Desde las ciudades más modernas hasta los rincones más remotos del planeta, las cucarachas demostraron ser uno de los seres vivos más resistentes y adaptables.
Estos insectos desarrollaron mecanismos de supervivencia que les permitieron persistir a lo largo de millones de años. Mientras algunas especies se convirtieron en plagas urbanas difíciles de erradicar, otras juegan un papel esencial en los ecosistemas.
Las cucarachas han prosperado en todos los continentes excepto en la Antártida, con una diversidad de más de 4.600 especies, según la revista Popular Science. Sin embargo, la percepción popular se centró en apenas dos docenas de ellas, aquellas que invadieron los hogares humanos.

Esto generó una imagen negativa del insecto, vista principalmente como un símbolo de suciedad y deterioro. Pero más allá de su reputación, su biología oculta características extraordinarias.
Resistencia y reproducción: el secreto de su éxito
Si hay una especie que supo aprovechar las oportunidades dentro de las viviendas humanas, esa es la cucaracha alemana (Blattella germanica). Según dijo el entomólogo urbano Warren Booth Popular Science: “Básicamente, son el tipo de especie perfecto para invadir una casa”.
Su tasa de reproducción es clave en su éxito: una sola hembra puede poner hasta 250 huevos en su vida, permitiendo que una infestación crezca en poco tiempo.
Su pariente cercana, la cucaracha americana (Periplaneta americana), va un paso más allá en términos de supervivencia. Las hembras pueden reproducirse sin necesidad de un macho, gracias a un proceso llamado partenogénesis.
Esto significa que pueden generar descendencia a partir de huevos no fertilizados, asegurando la continuidad de la población incluso en ausencia de compañeros reproductivos.
Pero su resistencia no se limita a la reproducción. Las cucarachas poseen habilidades regenerativas sorprendentes. Pueden reconstruir extremidades perdidas, regenerar partes de su tráquea e incluso sobrevivir a lesiones que serían fatales para otros insectos.
“Pueden hacerlo con sus tejidos internos. Pueden perder toda su tráquea, y luego esta puede regenerarse”, aseveró Booth.

Adaptación a los insecticidas: la carrera armamentista contra las cucarachas
Desde la década de 1940, los humanos intentaron erradicar las cucarachas con productos químicos cada vez más potentes. El descubrimiento del insecticida DDT marcó el inicio de una guerra contra estos insectos, pero en lugar de exterminarlos, impulsaron su evolución.

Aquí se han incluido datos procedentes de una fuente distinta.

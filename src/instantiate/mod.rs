//! The instantiation engine.
//!
//! [`Instantiator::instantiate`] turns a [`UnitTemplate`] into a [`FinalizedInstance`]
//! plus any TLS [`Secret`]s its ingress overrides call for. The steps run in a fixed
//! order:
//!
//! 1. Check the instance name and the template.
//! 2. Resolve the dependency annotation against the bindings and write it back with
//!    instance names. The unit takes the instance name.
//! 3. For every component that has an override spec (exact name match):
//!    env merge and placeholder substitution (all containers), probe merge and resource
//!    merge (primary container), then the gateway merge when the unit has a gateway.
//!
//! Components without an override spec pass through unchanged. Every override is
//! checked against its component before the first change is made, so a failing call
//! never returns a half-merged instance. The caller's template is not modified.

pub mod placeholder;

use crate::config::{EngineConfig, UnmatchedPolicy};
use crate::core::{MeshError, Result};
use crate::gateway;
use crate::model::{Component, FinalizedInstance, Gateway, Secret, UnitTemplate};
use crate::overrides::{OverrideRegistry, OverrideSpec};
use crate::resolver::{
    self, DependencyBindings, DependencyDescriptor, Resolution, ResolvedAlias, annotation,
};
use regex::Regex;
use std::collections::BTreeSet;
use std::sync::LazyLock;
use tracing::{debug, info, warn};

/// Longest allowed instance name (RFC 1123 label).
pub const MAX_INSTANCE_NAME_LEN: usize = 63;

static INSTANCE_NAME_REGEX: LazyLock<Regex> = LazyLock::new(|| {
    Regex::new(r"^[a-z0-9]([-a-z0-9]*[a-z0-9])?$").expect("instance name pattern is valid")
});

/// Run-time inputs of one instantiation.
#[derive(Debug, Clone, Default)]
pub struct InstantiationRequest {
    pub instance_name: String,
    pub bindings: DependencyBindings,
    pub overrides: OverrideRegistry,
}

impl InstantiationRequest {
    #[must_use]
    pub fn new(instance_name: impl Into<String>) -> Self {
        Self {
            instance_name: instance_name.into(),
            ..Self::default()
        }
    }

    #[must_use]
    pub fn with_bindings(mut self, bindings: DependencyBindings) -> Self {
        self.bindings = bindings;
        self
    }

    #[must_use]
    pub fn with_overrides(mut self, overrides: OverrideRegistry) -> Self {
        self.overrides = overrides;
        self
    }
}

/// Output of [`Instantiator::instantiate`].
#[derive(Debug, Clone, PartialEq)]
pub struct Instantiation {
    pub instance: FinalizedInstance,
    /// At most one per secret name, in the order the components produced them.
    pub secrets: Vec<Secret>,
}

/// Check that `name` can be used as an instance name.
///
/// # Errors
///
/// Returns [`MeshError::InvalidInstanceName`] unless `name` is a lowercase RFC 1123 label.
pub fn validate_instance_name(name: &str) -> Result<()> {
    let invalid = |reason: &str| MeshError::InvalidInstanceName {
        name: name.to_string(),
        reason: reason.to_string(),
    };

    if name.is_empty() {
        return Err(invalid("name is empty"));
    }
    if name.len() > MAX_INSTANCE_NAME_LEN {
        return Err(invalid("name is longer than 63 characters"));
    }

    if !INSTANCE_NAME_REGEX.is_match(name) {
        return Err(invalid(
            "use lowercase letters, digits and '-', starting and ending with a letter or digit",
        ));
    }
    Ok(())
}

/// Applies run-time inputs to unit templates.
#[derive(Debug, Clone, Default)]
pub struct Instantiator {
    config: EngineConfig,
}

impl Instantiator {
    #[must_use]
    pub const fn new(config: EngineConfig) -> Self {
        Self {
            config,
        }
    }

    /// Produce the finalized instance of `template` for `request`.
    ///
    /// # Errors
    ///
    /// Any [`MeshError`] of kind `Configuration`: invalid instance name or template,
    /// malformed annotation, unbound alias, an override that does not fit its
    /// component, or an unmatched override under [`UnmatchedPolicy::Error`].
    pub fn instantiate(
        &self,
        template: &UnitTemplate,
        request: &InstantiationRequest,
    ) -> Result<Instantiation> {
        let instance_name = request.instance_name.as_str();
        validate_instance_name(instance_name)?;
        let resolution = self.prepare(template, &request.bindings, &request.overrides)?;

        let key = self.config.annotations.dependencies.as_str();
        let raw_annotation = template.metadata.annotations.get(key);
        let mut instance = template.clone();
        instance.metadata.name = instance_name.to_string();
        if raw_annotation.is_some() {
            let encoded = annotation::encode(key, &resolution.descriptors)?;
            instance.metadata.annotations.insert(key.to_string(), encoded);
        }

        let mut secrets = Vec::new();
        let mut gateway = instance.spec.gateway.take();
        for component in &mut instance.spec.components {
            let Some(spec) = request.overrides.get(component.name()) else {
                debug!("No overrides for component '{}'", component.name());
                continue;
            };

            merge_env(component, spec, instance_name, &resolution.aliases);
            merge_probes(component, spec)?;
            merge_resources(component, spec)?;
            if let Some(secret) = merge_gateway(gateway.as_mut(), component, spec, instance_name) {
                push_secret(&mut secrets, secret);
            }
        }
        instance.spec.gateway = gateway;

        info!(
            "Instantiated {} '{}' as '{}' ({} dependencies, {} secrets)",
            template.kind,
            template.name(),
            instance_name,
            resolution.descriptors.len(),
            secrets.len()
        );

        Ok(Instantiation {
            instance,
            secrets,
        })
    }

    /// Run every check [`Self::instantiate`] runs before it changes anything.
    ///
    /// # Errors
    ///
    /// Same as [`Self::instantiate`], minus the instance name check.
    pub fn check(
        &self,
        template: &UnitTemplate,
        bindings: &DependencyBindings,
        overrides: &OverrideRegistry,
    ) -> Result<()> {
        self.prepare(template, bindings, overrides).map(|_| ())
    }

    /// Dependencies the template declares, as recorded in its annotation.
    ///
    /// # Errors
    ///
    /// Returns [`MeshError::MalformedAnnotation`] if the annotation does not decode.
    pub fn dependencies(&self, template: &UnitTemplate) -> Result<Vec<DependencyDescriptor>> {
        let key = self.config.annotations.dependencies.as_str();
        annotation::decode(key, template.metadata.annotations.get(key).map(String::as_str))
    }

    fn prepare(
        &self,
        template: &UnitTemplate,
        bindings: &DependencyBindings,
        overrides: &OverrideRegistry,
    ) -> Result<Resolution> {
        template.validate()?;
        let resolution = resolver::resolve(&self.dependencies(template)?, bindings)?;

        self.check_unmatched(template, overrides)?;
        for component in &template.spec.components {
            if let Some(spec) = overrides.get(component.name()) {
                check_override_fits(component, spec)?;
            }
        }
        Ok(resolution)
    }

    fn check_unmatched(&self, template: &UnitTemplate, overrides: &OverrideRegistry) -> Result<()> {
        let policy = self.config.overrides.unmatched;
        for name in overrides.component_names().filter(|n| template.component(n).is_none()) {
            match policy {
                UnmatchedPolicy::Error => {
                    return Err(MeshError::UnmatchedOverride {
                        component: name.to_string(),
                    });
                }
                UnmatchedPolicy::Warn => {
                    warn!("Override for '{}' matches no component of '{}'", name, template.name());
                }
                UnmatchedPolicy::Ignore => {
                    debug!("Ignoring override for unknown component '{}'", name);
                }
            }
        }
        Ok(())
    }
}

/// Index of the container probe and resource overrides apply to, if the override needs one.
fn override_target(component: &Component, spec: &OverrideSpec) -> Result<Option<usize>> {
    if !spec.touches_probes() && spec.resources.is_none() {
        return Ok(None);
    }
    component
        .primary_container_index()
        .map(Some)
        .ok_or_else(|| MeshError::NoPrimaryContainer {
            component: component.name().to_string(),
        })
}

fn check_override_fits(component: &Component, spec: &OverrideSpec) -> Result<()> {
    let Some(index) = override_target(component, spec)? else {
        return Ok(());
    };
    let container = &component.containers()[index];

    let missing = |probe: &str| MeshError::MissingProbe {
        component: component.name().to_string(),
        container: container.name.clone(),
        probe: probe.to_string(),
    };
    if spec.liveness.is_some() && container.liveness_probe.is_none() {
        return Err(missing("liveness"));
    }
    if spec.readiness.is_some() && container.readiness_probe.is_none() {
        return Err(missing("readiness"));
    }
    Ok(())
}

fn merge_env(
    component: &mut Component,
    spec: &OverrideSpec,
    instance_name: &str,
    aliases: &[ResolvedAlias],
) {
    let component_name = component.name().to_string();
    let mut declared = BTreeSet::new();

    for container in component.containers_mut() {
        for var in &mut container.env {
            declared.insert(var.name.clone());
            let Some(current) = var.value.as_mut() else {
                if spec.env_value(&var.name).is_some() {
                    warn!(
                        "Env var '{}' of component '{}' has no literal value; override not applied",
                        var.name, component_name
                    );
                }
                continue;
            };
            if let Some(value) = spec.env_value(&var.name) {
                *current = value.to_string();
            }

            let resolved = placeholder::substitute(current, instance_name, aliases);
            debug!(
                "Env {}/{}/{}: '{}' -> '{}'",
                component_name, container.name, var.name, current, resolved
            );
            if resolved.is_empty() {
                warn!(
                    "Env var '{}' of component '{}' resolved to an empty value",
                    var.name, component_name
                );
            }
            *current = resolved;
        }
    }

    if let Some(env) = &spec.env {
        for name in env.keys().filter(|n| !declared.contains(*n)) {
            warn!("Env override '{}' is not declared by component '{}'", name, component_name);
        }
    }
}

fn merge_probes(component: &mut Component, spec: &OverrideSpec) -> Result<()> {
    if !spec.touches_probes() {
        return Ok(());
    }
    let Some(index) = override_target(component, spec)? else {
        return Ok(());
    };
    let container = &mut component.containers_mut()[index];

    if let (Some(tuning), Some(probe)) = (&spec.liveness, container.liveness_probe.as_mut()) {
        tuning.apply_to(probe);
    }
    if let (Some(tuning), Some(probe)) = (&spec.readiness, container.readiness_probe.as_mut()) {
        tuning.apply_to(probe);
    }
    Ok(())
}

fn merge_resources(component: &mut Component, spec: &OverrideSpec) -> Result<()> {
    let Some(resources) = &spec.resources else {
        return Ok(());
    };
    if let Some(index) = override_target(component, spec)? {
        component.containers_mut()[index].resources = Some(resources.clone());
    }
    Ok(())
}

fn merge_gateway(
    gateway: Option<&mut Gateway>,
    component: &Component,
    spec: &OverrideSpec,
    instance_name: &str,
) -> Option<Secret> {
    let ingress = spec.ingress.as_ref()?;
    let Some(gateway) = gateway else {
        debug!(
            "Unit has no gateway; web-ingress override of '{}' not applied",
            component.name()
        );
        return None;
    };

    let update = gateway::apply_ingress(gateway, instance_name, ingress);
    *gateway = update.gateway;
    update.secret
}

fn push_secret(secrets: &mut Vec<Secret>, secret: Secret) {
    if let Some(existing) = secrets.iter_mut().find(|s| s.name() == secret.name()) {
        warn!("TLS secret '{}' supplied more than once; keeping the last", secret.name());
        *existing = secret;
    } else {
        secrets.push(secret);
    }
}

Según Booth, las cucarachas han desarrollado enzimas de desintoxicación que neutralizan los químicos dañinos antes de que afecten su organismo. Como resultado, las especies plaga lograron resistir prácticamente todos los insecticidas creados entre los años 40 y 90.
Parte de esta resistencia se debe a su alto ritmo de reproducción y mutación genética. A diferencia de otras especies, como las abejas, que dependen de una sola reina para su reproducción, las cucarachas cuentan con miles de individuos capaces de transmitir mutaciones ventajosas a su descendencia.

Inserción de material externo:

//! Error handling for meshcell
//!
//! The error system follows two rules:
//! 1. **Strongly-typed errors** ([`MeshError`]) for everything the engine and its
//!    collaborators can fail on, so callers can match on the failure
//! 2. **User-friendly messages** ([`ErrorContext`]) with details and an actionable
//!    suggestion when an error reaches the CLI
//!
//! # Error Categories
//!
//! Every variant belongs to one [`ErrorKind`]:
//! - **Configuration**: the inputs cannot produce an instance. Unresolved dependency
//!   aliases, malformed overrides, a malformed dependency annotation, an invalid
//!   instance name. Raised before any artifact is written.
//! - **Io**: an artifact could not be persisted. Always carries the destination path.
//! - **Internal**: serialization failures and other conditions that indicate a bug or
//!   an environment problem rather than bad input.
//!
//! Warnings (empty environment values, OIDC without credentials) are never errors;
//! they are emitted through `tracing` and processing continues.
//!
//! # Examples
//!
//! ```rust,no_run
//! use meshcell::core::{MeshError, user_friendly_error};
//!
//! let error = MeshError::UnresolvedDependency {
//!     alias: "stockCompDep".to_string(),
//! };
//! assert!(error.is_configuration_error());
//!
//! let ctx = user_friendly_error(anyhow::Error::from(error));
//! ctx.display();
//! ```

use colored::Colorize;
use std::fmt;
use thiserror::Error;

/// Broad classification of a [`MeshError`].
#[derive(Debug, Clone, Copy, PartialEq, Eq)]
pub enum ErrorKind {
    /// Bad or inconsistent input; fatal before any output is produced.
    Configuration,
    /// Persisting an artifact failed.
    Io,
    /// Anything else (serialization bugs, unexpected states).
    Internal,
}

/// The main error type for meshcell operations.
#[derive(Error, Debug, Clone)]
pub enum MeshError {
    /// A dependency alias from the template annotation has no binding.
    ///
    /// Every descriptor in the dependency annotation must resolve to a concrete
    /// instance name before the annotation can be rewritten.
    #[error("Dependency alias '{alias}' is not bound to any instance")]
    UnresolvedDependency {
        /// The alias that could not be resolved
        alias: String,
    },

    /// The dependency annotation on the template could not be decoded.
    #[error("Malformed dependency annotation '{key}': {reason}")]
    MalformedAnnotation {
        /// Annotation key that holds the descriptor list
        key: String,
        /// Decoder error
        reason: String,
    },

    /// An override declaration for a component is malformed or of an unknown kind.
    #[error("Invalid override for component '{component}': {reason}")]
    InvalidOverride {
        /// Component the override was declared for
        component: String,
        /// Why the override was rejected
        reason: String,
    },

    /// An override names a component the template does not declare and the
    /// configured policy rejects that.
    #[error("Override targets component '{component}' which the template does not declare")]
    UnmatchedOverride {
        /// The component name from the override registry
        component: String,
    },

    /// A probe override targets a container that has no probe of that kind.
    #[error(
        "Component '{component}' overrides the {probe} probe, but container '{container}' declares none"
    )]
    MissingProbe {
        /// Component being instantiated
        component: String,
        /// Container that lacks the probe
        container: String,
        /// `liveness` or `readiness`
        probe: String,
    },

    /// Probe or resource overrides need a primary container and none could be chosen.
    #[error("Component '{component}' has no container named after it and more than one container")]
    NoPrimaryContainer {
        /// Component being instantiated
        component: String,
    },

    /// The requested instance name cannot be used as a resource name.
    #[error("Invalid instance name '{name}': {reason}")]
    InvalidInstanceName {
        /// The rejected name
        name: String,
        /// Why it was rejected
        reason: String,
    },

    /// The template document could not be parsed.
    #[error("Invalid template syntax in {file}")]
    TemplateParseError {
        /// Template path, or `<memory>` for in-memory documents
        file: String,
        /// Parser error
        reason: String,
    },

    /// The template parsed but is structurally inconsistent.
    #[error("Invalid template: {reason}")]
    InvalidTemplate {
        /// What is wrong with the template
        reason: String,
    },

    /// Configuration error
    #[error("Configuration error: {message}")]
    ConfigError {
        /// Description of the configuration error
        message: String,
    },

    /// An artifact could not be written to its destination.
    #[error("Failed to persist {path}: {reason}")]
    PersistFailed {
        /// Destination path of the artifact
        path: String,
        /// Underlying IO failure
        reason: String,
    },

    /// An artifact could not be serialized.
    #[error("Failed to serialize {artifact}: {reason}")]
    SerializeFailed {
        /// Artifact name
        artifact: String,
        /// Serializer error
        reason: String,
    },

    /// Other error
    #[error("{message}")]
    Other {
        /// Generic error message
        message: String,
    },
}

impl MeshError {
    /// Classify this error.
    #[must_use]
    pub const fn kind(&self) -> ErrorKind {
        match self {
            Self::UnresolvedDependency {
                ..
            }
            | Self::MalformedAnnotation {
                ..
            }
            | Self::InvalidOverride {
                ..
            }
            | Self::UnmatchedOverride {
                ..
            }
            | Self::MissingProbe {
                ..
            }
            | Self::NoPrimaryContainer {
                ..
            }
            | Self::InvalidInstanceName {
                ..
            }
            | Self::TemplateParseError {
                ..
            }
            | Self::InvalidTemplate {
                ..
            }
            | Self::ConfigError {
                ..
            } => ErrorKind::Configuration,
            Self::PersistFailed {
                ..
            } => ErrorKind::Io,
            Self::SerializeFailed {
                ..
            }
            | Self::Other {
                ..
            } => ErrorKind::Internal,
        }
    }

    /// Whether this error is a configuration error.
    #[must_use]
    pub const fn is_configuration_error(&self) -> bool {
        matches!(self.kind(), ErrorKind::Configuration)
    }

    pub(crate) fn invalid_override(component: &str, reason: impl Into<String>) -> Self {
        Self::InvalidOverride {
            component: component.to_string(),
            reason: reason.into(),
        }
    }
}

/// Error context wrapper that provides user-friendly error information
///
/// When displayed, errors show:
/// 1. **Error**: The main error message in red
/// 2. **Details**: Additional context about the error in yellow (optional)
/// 3. **Suggestion**: Actionable steps to resolve the issue in green (optional)
#[derive(Debug)]
pub struct ErrorContext {
    /// The underlying error
    pub error: MeshError,
    /// Optional suggestion for resolving the error
    pub suggestion: Option<String>,
    /// Optional additional details about the error
    pub details: Option<String>,
}

impl ErrorContext {
    /// Create a new error context with no suggestion or details.
    #[must_use]
    pub const fn new(error: MeshError) -> Self {
        Self {
            error,
            suggestion: None,
            details: None,
        }
    }

    /// Add a suggestion for resolving the error
    pub fn with_suggestion(mut self, suggestion: impl Into<String>) -> Self {
        self.suggestion = Some(suggestion.into());
        self
    }

    /// Add additional details explaining the error
    pub fn with_details(mut self, details: impl Into<String>) -> Self {
        self.details = Some(details.into());
        self
    }

    /// Display the error context to stderr with terminal colors
    pub fn display(&self) {
        eprintln!("{}: {}", "error".red().bold(), self.error);

        if let Some(details) = &self.details {
            eprintln!("{}: {}", "details".yellow(), details);
        }

        if let Some(suggestion) = &self.suggestion {
            eprintln!("{}: {}", "suggestion".green(), suggestion);
        }
    }
}

impl fmt::Display for ErrorContext {
    fn fmt(&self, f: &mut fmt::Formatter<'_>) -> fmt::Result {
        write!(f, "{}", self.error)?;

        if let Some(details) = &self.details {
            write!(f, "\nDetails: {details}")?;
        }

        if let Some(suggestion) = &self.suggestion {
            write!(f, "\nSuggestion: {suggestion}")?;
        }

        Ok(())
    }
}

impl std::error::Error for ErrorContext {}

/// Convert any error to a user-friendly [`ErrorContext`] with actionable suggestions
///
/// Recognizes [`MeshError`] anywhere in the `anyhow` chain and [`std::io::Error`];
/// anything else is wrapped as [`MeshError::Other`] with the full context chain as
/// its message.
#[must_use]
pub fn user_friendly_error(error: anyhow::Error) -> ErrorContext {
    for cause in error.chain() {
        if let Some(mesh_error) = cause.downcast_ref::<MeshError>() {
            let ctx = create_error_context(mesh_error.clone());
            // Keep the outer anyhow context visible when there is one
            if error.chain().count() > 1 && ctx.details.is_none() {
                return ctx.with_details(format!("{error:#}"));
            }
            return ctx;
        }
    }

    if let Some(io_error) = error.downcast_ref::<std::io::Error>() {
        return match io_error.kind() {
            std::io::ErrorKind::PermissionDenied => ErrorContext::new(MeshError::Other {
                message: format!("{error:#}"),
            })
            .with_suggestion("Check the permissions of the output directory and input files"),
            std::io::ErrorKind::NotFound => ErrorContext::new(MeshError::Other {
                message: format!("{error:#}"),
            })
            .with_suggestion("Check that the file or directory exists and the path is correct"),
            _ => ErrorContext::new(MeshError::Other {
                message: format!("{error:#}"),
            }),
        };
    }

    ErrorContext::new(MeshError::Other {
        message: format!("{error:#}"),
    })
}

fn create_error_context(error: MeshError) -> ErrorContext {
    match &error {
        MeshError::UnresolvedDependency {
            alias,
        } => {
            let suggestion = format!(
                "Add a binding for '{alias}' to the bindings file, e.g.\n  {alias}:\n    org: <org>\n    name: <image>\n    version: <version>\n    instance: <running-instance>"
            );
            ErrorContext::new(error)
                .with_details("Every dependency declared by the template must point at an existing instance")
                .with_suggestion(suggestion)
        }
        MeshError::MalformedAnnotation {
            ..
        } => ErrorContext::new(error)
            .with_details("The dependency annotation must be a JSON list of {org, name, version, alias} records")
            .with_suggestion("Rebuild the template; this annotation is written by the build step and should not be edited by hand"),
        MeshError::InvalidOverride {
            ..
        } => ErrorContext::new(error)
            .with_suggestion("Supported override kinds are: env, probes, resources, web-ingress"),
        MeshError::UnmatchedOverride {
            ..
        } => ErrorContext::new(error).with_suggestion(
            "Fix the component name, or set `overrides.unmatched = \"warn\"` in meshcell.toml to ignore it",
        ),
        MeshError::MissingProbe {
            ..
        } => ErrorContext::new(error)
            .with_details("Probe overrides only tune timing fields; the probe action comes from the template")
            .with_suggestion("Declare the probe in the template or drop it from the override"),
        MeshError::InvalidInstanceName {
            ..
        } => ErrorContext::new(error).with_suggestion(
            "Use lowercase letters, digits and '-', starting and ending with an alphanumeric (max 63 characters)",
        ),
        MeshError::TemplateParseError {
            reason,
            ..
        } => {
            let details = reason.clone();
            ErrorContext::new(error)
                .with_details(details)
                .with_suggestion("Check the YAML syntax of the template document")
        }
        MeshError::PersistFailed {
            ..
        } => ErrorContext::new(error)
            .with_details("No artifact of this instantiation was left in place")
            .with_suggestion("Check that the output directory is writable and has free space"),
        _ => ErrorContext::new(error),
    }
}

Más allá de la plaga: su importancia en la naturaleza
A pesar de su reputación, la gran mayoría de las cucarachas no son plagas y desempeñan funciones vitales en los ecosistemas. En las selvas tropicales, estos insectos representan hasta el 25% de la biomasa del dosel forestal, donde actúan como descomponedores primarios.
“Si no tuviéramos cucarachas, las selvas tropicales se desmoronarían”, explicó Booth en Popular Science. Su labor en la descomposición de materia orgánica permite el reciclaje de nutrientes esenciales para el crecimiento de nuevas plantas.
Además, las cucarachas son una fuente de alimento clave en la cadena trófica. En algunos países de Asia, incluso se utilizan para la gestión de residuos y como ingrediente en productos cosméticos y alimenticios.

Su comportamiento y cognición, también pueden aprender
Lejos de ser criaturas primitivas, algunas especies de cucarachas demostraron habilidades cognitivas inesperadas. Darby Proctor, investigador del Instituto de Tecnología de Florida, dirige un laboratorio que estudia el comportamiento de la cucaracha discoide (Blaberus discoidalis).
Estas cucarachas no son plagas y pueden ser entrenadas para realizar tareas sencillas en experimentos de psicología, según Popular Science.
Proctor observó que las cucarachas pueden resolver laberintos más rápido cuando están en pareja que cuando están solas, sugiriendo que ciertos aspectos del aprendizaje social pueden estar presentes en estos insectos.
Además, algunas parecen mostrar preferencias sociales, eligiendo interactuar con individuos específicos dentro de un grupo.